Cardiac conduction partially depends on a gradient of lower extracellular (plasma) potassium levels and higher intracellular potassium levels. A change in this gradient as a result of higher extracellular potassium levels leads to abnormal repolarization (resulting in peaked T waves), abnormal excitability at the sinoatrial node (resulting in a slower heart rate), and abnormal conduction through the AV node and His-Purkinje system (resulting in PR and QRS prolongation). The final result is often called a “sine wave,” which can progress to asystole. Note that ECG changes in the setting of hyperkalemia may not occur linearly or have a direct association with potassium levels.
Initial management of hyperkalemia is with calcium, which stabilizes the cardiac membrane for up to 60 minutes. Calcium gluconate, 1000 mg (10 mL of a 10 percent solution) infused over two to three minute, is often first-line because it can be safely administered with peripheral IV access. Calcium chloride provides 3x the calcium calcium compared to calcium gluconate and is often reserved for patients in extremis, including persistent arrhythmia or cardiac arrest.

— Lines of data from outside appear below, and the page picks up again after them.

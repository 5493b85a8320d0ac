use crate::application::dto::{GetRequest, GetResponse};
use crate::lock_merge::domain::{DependencySpec, Lockfile};
use crate::lock_merge::services::LockMerger;
use crate::ports::outbound::{
    DependencyFetcher, DependencyInstaller, FetchedDependency, LockfileReader, LockfileWriter,
    ProgressReporter, ProjectLock,
};
use crate::shared::Result;
use anyhow::Context;
use chrono::Utc;

/// Number of reported steps in `execute`
const TOTAL_STEPS: usize = 5;

/// GetTransitiveUseCase - fetches a dependency and pins its transitive dependencies
///
/// The dependency manager adds and downloads the dependency; its own lock
/// file (if it has one) plus its freshly resolved pin form an override lock
/// file that is merged into the project's lock file. The dependency manager
/// then installs the merged set.
///
/// # Type Parameters
/// * `LR` - LockfileReader implementation
/// * `LW` - LockfileWriter implementation
/// * `DF` - DependencyFetcher implementation
/// * `DI` - DependencyInstaller implementation
/// * `PL` - ProjectLock implementation
/// * `PR` - ProgressReporter implementation
pub struct GetTransitiveUseCase<LR, LW, DF, DI, PL, PR> {
    lockfile_reader: LR,
    lockfile_writer: LW,
    dependency_fetcher: DF,
    dependency_installer: DI,
    project_lock: PL,
    progress_reporter: PR,
}

impl<LR, LW, DF, DI, PL, PR> GetTransitiveUseCase<LR, LW, DF, DI, PL, PR>
where
    LR: LockfileReader,
    LW: LockfileWriter,
    DF: DependencyFetcher,
    DI: DependencyInstaller,
    PL: ProjectLock,
    PR: ProgressReporter,
{
    pub fn new(
        lockfile_reader: LR,
        lockfile_writer: LW,
        dependency_fetcher: DF,
        dependency_installer: DI,
        project_lock: PL,
        progress_reporter: PR,
    ) -> Self {
        Self {
            lockfile_reader,
            lockfile_writer,
            dependency_fetcher,
            dependency_installer,
            project_lock,
            progress_reporter,
        }
    }

    /// Executes fetch, merge, write and install while holding the project lock
    ///
    /// # Errors
    /// Stops at the first failing step and returns its error. The project
    /// lock is released either way.
    pub fn execute(&self, request: GetRequest) -> Result<GetResponse> {
        let spec = DependencySpec::parse(&request.dependency)?;
        let _guard = self.project_lock.acquire(&request.project_path)?;

        // Step 1: Add and download the dependency
        let fetched = self.fetch_dependency(&request, &spec)?;

        // Step 2: Read the project's lock file
        let lockfile_path = request.lockfile_path();
        self.progress_reporter.report_progress(
            2,
            TOTAL_STEPS,
            Some(&format!("Reading {}", lockfile_path.display())),
        );
        let base = self
            .lockfile_reader
            .read_lockfile(&lockfile_path)
            .context("Could not read base lock file")?;

        // Step 3: Build the override from the dependency's own lock file
        let (overrides, dependency_lockfile_found) =
            self.build_override_lockfile(&request, &fetched)?;

        // Step 4: Merge and persist
        self.progress_reporter
            .report_progress(4, TOTAL_STEPS, Some("Merging lock files"));
        let merged = LockMerger::new(request.dev_import_base)
            .merge(&base, &overrides)
            .context("Could not merge lock files")?
            .with_updated(Utc::now());
        self.lockfile_writer
            .write_lockfile(&lockfile_path, &merged)
            .context("Could not write merged lock file")?;

        // Step 5: Install the merged dependency set
        self.progress_reporter
            .report_progress(5, TOTAL_STEPS, Some("Installing dependencies"));
        self.dependency_installer
            .install(&request.project_path)
            .context("Could not install dependencies")?;

        self.progress_reporter.report_completion(&format!(
            "✅ Pinned {} at {} with {} import(s) in {}",
            spec.root(),
            fetched.lock.pin(),
            merged.imports().len(),
            lockfile_path.display()
        ));

        Ok(GetResponse {
            dependency: spec.root().clone(),
            pin: fetched.lock.pin().to_string(),
            dependency_lockfile_found,
            lockfile: merged,
            lockfile_path,
        })
    }

    fn fetch_dependency(
        &self,
        request: &GetRequest,
        spec: &DependencySpec,
    ) -> Result<FetchedDependency> {
        self.progress_reporter.report_progress(
            1,
            TOTAL_STEPS,
            Some(&format!("Fetching {}", spec.raw())),
        );

        let fetched = self
            .dependency_fetcher
            .fetch(&request.project_path, spec, request.interactive)
            .with_context(|| format!("Failed to get {}", spec.raw()))?;

        if fetched.lock.name() != spec.root() {
            anyhow::bail!(
                "Fetched dependency '{}' does not match requested package '{}'",
                fetched.lock.name(),
                spec.root()
            );
        }

        Ok(fetched)
    }

    /// The dependency's lock file (or an empty one) plus its own pinned entry
    fn build_override_lockfile(
        &self,
        request: &GetRequest,
        fetched: &FetchedDependency,
    ) -> Result<(Lockfile, bool)> {
        self.progress_reporter.report_progress(
            3,
            TOTAL_STEPS,
            Some(&format!("Looking for {} in {}", request.lockfile_name, fetched.cache_dir.display())),
        );

        let dependency_lockfile_path = fetched.cache_dir.join(&request.lockfile_name);
        let found = self.lockfile_reader.lockfile_exists(&dependency_lockfile_path);

        let mut overrides = if found {
            self.progress_reporter
                .report("Found dependency lock file so merging into project lock file");
            self.lockfile_reader
                .read_lockfile(&dependency_lockfile_path)
                .context("Could not read dependency lock file")?
        } else {
            Lockfile::empty()
        };

        overrides.upsert_import(fetched.lock.clone());
        Ok((overrides, found))
    }
}

#[cfg(test)]
mod tests;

Sodium bicarbonate is an acute treatment option that raises the serum pH, resulting in hydrogen ion release from cells and potassium influx into cells. Sodium bicarbonate has several drawbacks, such as often being in a hypertonic solution (which is the case with sodium bicarbonate ampules found in most code carts) and not being compatible with calcium chloride (using both of these can precipitate calcium carbonate). It may be reasonable to trial Sodium Bicarbonate in patients with an acute prolongation of QRS in whom a secondary etiology of intraventricular conduction delay is considered (hyperkalemia or sodium channel blocker toxicity).
Potassium can be shifted from the plasma into cells with insulin and beta-agonists, which lower serum potassium by enhancing the activity of the Na-K-ATPase pump in skeletal muscle, resulting in the influx of potassium into cells. Regular insulin can be given as 5-10 units, followed immediately by 50 mL of 50 percent dextrose (25g of glucose). Caution should be given as insulin is renally cleared, and patients with acute kidney injury have an increased risk of hypoglycemic episodes. Nebulized albuterol can be given as 10mg in 4 mL of saline over 10 minutes (about four times the dose used for bronchodilation).
For further discussion on Hyperkalemia and the Hyperkalemic ECG, see Core EM Podcast Episode 189:
- Consider a secondary etiology of intraventricular conduction delay (prolonged QRS) in patients who demonstrate significant QRS widening, including a RBBB morphology with QRS > 140 or LBBB morphology with QRS > 160
- Consider a large differential for a slow, wide-complex rhythm including hyperkalemia, sodium-channel blockade, WPW syndrome, bundle branch blocks, hypothermia, ventricular ectopy or ventricular arrhythmia, ventricular pased rhythms
- Stabilize undifferentiated sick patients with slow, wide-complex rhythms with 1000 mg calcium gluconate and sodium bicarbonate ampules. Acutely shift potassium into cells with 10u insulin with 25 g glucose and 10 mg nebulized albuterol. Assess for appropriate measures to remove potassium from the body (kaliuresis, fluid resuscitation, GI resin, dialysis).